Frente a las pretensiones iconoclastas del movimiento literario Proletkult, encabezado por Bogdánov y otros autores vanguardistas, había advertido Lenin (1920) que no podía hacerse tabla rasa de todas las tradiciones culturales del pasado. Más bien al contrario, toda vez que un arte socialista que fuera valioso solo podía llevarse a término a partir del conocimiento y asimilación de los logros culturales alcanzados por el género humano a lo largo de los siglos precedentes. Era insensato renunciar a ese portentoso acervo.[73] En esto último, Lenin estaba más próximo a Marx y a Engels, puesto que estos mostraban un sincero amor por autores clásicos e incluso por autores burgueses y monárquicos, como ya hemos visto.
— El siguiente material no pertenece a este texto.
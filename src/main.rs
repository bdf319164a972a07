mod chain;
mod config;
mod db;
mod errors;
mod graph;
mod options;
mod pricing;
mod scan;
mod server;
mod state;
mod strategy;
mod surface;

use crate::state::{AppState, ChainEvent, DbCommand};
use portable_atomic::Ordering;
use std::sync::Arc;
use tokio::sync::mpsc;

#[tokio::main]
async fn main() {
    // Structured logging (line-buffered so container platforms capture it)
    tracing_subscriber::fmt()
        .with_env_filter(
            tracing_subscriber::EnvFilter::try_from_default_env()
                .unwrap_or_else(|_| tracing_subscriber::EnvFilter::new("info")),
        )
        .with_target(false)
        .with_writer(std::io::stderr)
        .init();

    tracing::info!("optionscope starting");

    // Load config
    let cfg = match config::AppConfig::from_env() {
        Ok(c) => c,
        Err(e) => {
            tracing::error!("config error: {e}");
            std::process::exit(1);
        }
    };

    // Init database
    let db_pool = match db::init_db(&cfg.data_dir) {
        Ok(d) => d,
        Err(e) => {
            tracing::error!("database init error: {e}");
            std::process::exit(1);
        }
    };

    // Create bounded channels
    let (ingest_tx, ingest_rx) = mpsc::channel::<ChainEvent>(64);
    let (db_tx, db_rx) = mpsc::channel::<DbCommand>(1024);

    // Create shared state
    let app_state = AppState::new(cfg.clone(), db_pool.clone(), db_tx.clone());

    // ── Spawn tasks ──

    // 1. DB writer task (dedicated, owns all database writes)
    let db_pool_writer = db_pool.clone();
    tokio::spawn(async move {
        db::run_db_writer(db_pool_writer, db_rx).await;
    });

    // 2. Chain sources: offline CSV import, or one live feed per underlying
    if let Some(import_dir) = cfg.chain_import_dir.clone() {
        tracing::info!(dir = %import_dir.display(), "offline mode, loading chains from CSV");
        for ticker in &cfg.tickers {
            let path = import_dir.join(format!("{ticker}.csv"));
            match chain::import::load_records(&path) {
                Ok(records) => {
                    let snapshot = chain::ChainSnapshot {
                        ticker: ticker.clone(),
                        // offline files carry no underlying data; analysis
                        // callers supply spot/iv overrides instead
                        last: 0.0,
                        iv: 0.0,
                        timestamp: chrono::Utc::now(),
                        records,
                    };
                    if ingest_tx
                        .send(ChainEvent::Snapshot(Box::new(snapshot)))
                        .await
                        .is_err()
                    {
                        tracing::error!("ingest channel closed during import");
                        break;
                    }
                }
                Err(e) => {
                    tracing::error!(ticker = %ticker, path = %path.display(), "chain import failed: {e}");
                }
            }
        }
    } else {
        for ticker in &cfg.tickers {
            let feed_tx = ingest_tx.clone();
            let ticker = ticker.clone();
            let api_key = cfg.chain_api_key.clone();
            let base_url = cfg.chain_api_base_url.clone();
            let poll = cfg.poll_interval_secs;
            tokio::spawn(async move {
                chain::feed::run_chain_feed(ticker, api_key, base_url, poll, feed_tx).await;
            });
        }
    }

    // 3. Ingest loop (publishes snapshots, queues DB writes)
    let ingest_state = app_state.clone();
    tokio::spawn(async move {
        run_ingest(ingest_state, ingest_rx).await;
    });

    // 4. Axum HTTP server
    let server_state = app_state.clone();
    let port = cfg.server_port;

    let app = axum::Router::new()
        .route("/api/chain/{ticker}", axum::routing::get(server::routes::get_chain))
        .route("/api/underlying/{ticker}", axum::routing::get(server::routes::get_underlying))
        .route("/api/options/{ticker}", axum::routing::get(server::routes::get_options))
        .route("/api/analyze/calendar", axum::routing::post(server::routes::analyze_calendar))
        .route("/api/analyze/n-calendar", axum::routing::post(server::routes::analyze_n_calendar))
        .route("/api/scan/{ticker}", axum::routing::get(server::routes::scan_calendars))
        .route("/api/surface/{ticker}", axum::routing::get(server::routes::get_surface))
        .route(
            "/api/strategies",
            axum::routing::get(server::routes::get_strategies)
                .post(server::routes::save_strategy),
        )
        .route("/api/counters", axum::routing::get(server::routes::get_counters))
        .layer(
            tower_http::cors::CorsLayer::new()
                .allow_origin(tower_http::cors::Any)
                .allow_methods(tower_http::cors::Any)
                .allow_headers(tower_http::cors::Any),
        )
        .with_state(server_state);

    let addr = format!("0.0.0.0:{port}");
    tracing::info!("server listening on {addr}");

    let listener = tokio::net::TcpListener::bind(&addr)
        .await
        .unwrap_or_else(|e| {
            tracing::error!("bind error: {e}");
            std::process::exit(1);
        });

    if let Err(e) = axum::serve(listener, app).await {
        tracing::error!("server error: {e}");
    }
}

/// Ingest loop: receives chain snapshots from the feeds, publishes the
/// latest per ticker for the API, and queues database writes.
async fn run_ingest(state: Arc<AppState>, mut rx: mpsc::Receiver<ChainEvent>) {
    tracing::info!("ingest task started");

    while let Some(event) = rx.recv().await {
        match event {
            ChainEvent::Snapshot(snapshot) => {
                state.counters.chains_fetched.fetch_add(1, Ordering::Relaxed);

                let ticker = snapshot.ticker.clone();
                let timestamp = snapshot.timestamp.to_rfc3339();
                let record_count = snapshot.records.len() as u64;

                let underlying = DbCommand::InsertUnderlying {
                    ticker: ticker.clone(),
                    last: snapshot.last,
                    iv: (snapshot.iv > 0.0).then_some(snapshot.iv),
                    timestamp: timestamp.clone(),
                };
                let chain_cmd = DbCommand::InsertChain {
                    ticker: ticker.clone(),
                    timestamp,
                    records: snapshot.records.clone(),
                };

                // Mirror the chain to CSV if an export directory is set
                if let Some(dir) = &state.config.chain_export_dir {
                    let path = dir.join(format!("{ticker}.csv"));
                    if let Err(e) = std::fs::create_dir_all(dir)
                        .map_err(Into::into)
                        .and_then(|()| chain::import::save_records(&path, &snapshot.records))
                    {
                        tracing::warn!(ticker = %ticker, "chain export failed: {e}");
                    }
                }

                // Publish before persisting so the API sees fresh data even
                // if the writer falls behind
                state.chains_tx.send_modify(|store| {
                    store.insert(ticker.clone(), *snapshot);
                });

                let mut queued = true;
                if state.db_tx.send(underlying).await.is_err() {
                    queued = false;
                }
                if state.db_tx.send(chain_cmd).await.is_err() {
                    queued = false;
                }

                if queued {
                    state
                        .counters
                        .records_stored
                        .fetch_add(record_count, Ordering::Relaxed);
                } else {
                    state.counters.errors_recovered.fetch_add(1, Ordering::Relaxed);
                    tracing::error!(ticker = %ticker, "db channel closed, snapshot not persisted");
                }

                tracing::info!(
                    ticker = %ticker,
                    contracts = record_count,
                    "chain snapshot ingested"
                );
            }
        }
    }

    tracing::info!("ingest task shutting down");
}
Los artistas fueron hostilizados a menudo en los regímenes comunistas. Para Mao, el arte y la literatura debían subordinarse a los fines de la lucha revolucionaria.[74] Y Fidel Castro declararía, en 1961, que “dentro de la revolución, todo; contra la revolución, nada”. Los artistas tendrían un margen de creatividad tan ancho como anchos fueran los límites de la revolución. Quien fuese más artista que revolucionario, no podría encajar en el nuevo orden, sentenciaba Castro. Es legítimo que los artistas aspiren a la eternidad, a crear algo perenne, pero su creatividad no puede ser contrarrevolucionaria. Los bienes culturales y artísticos no pueden realizarse contra los intereses del pueblo. Además, un arte hecho para la élite ni es hermoso ni es noble. La belleza debe ser comprensible para el pueblo, y este debe cultivarse cada vez más para elevar su capacidad de generar bienes culturales.[75]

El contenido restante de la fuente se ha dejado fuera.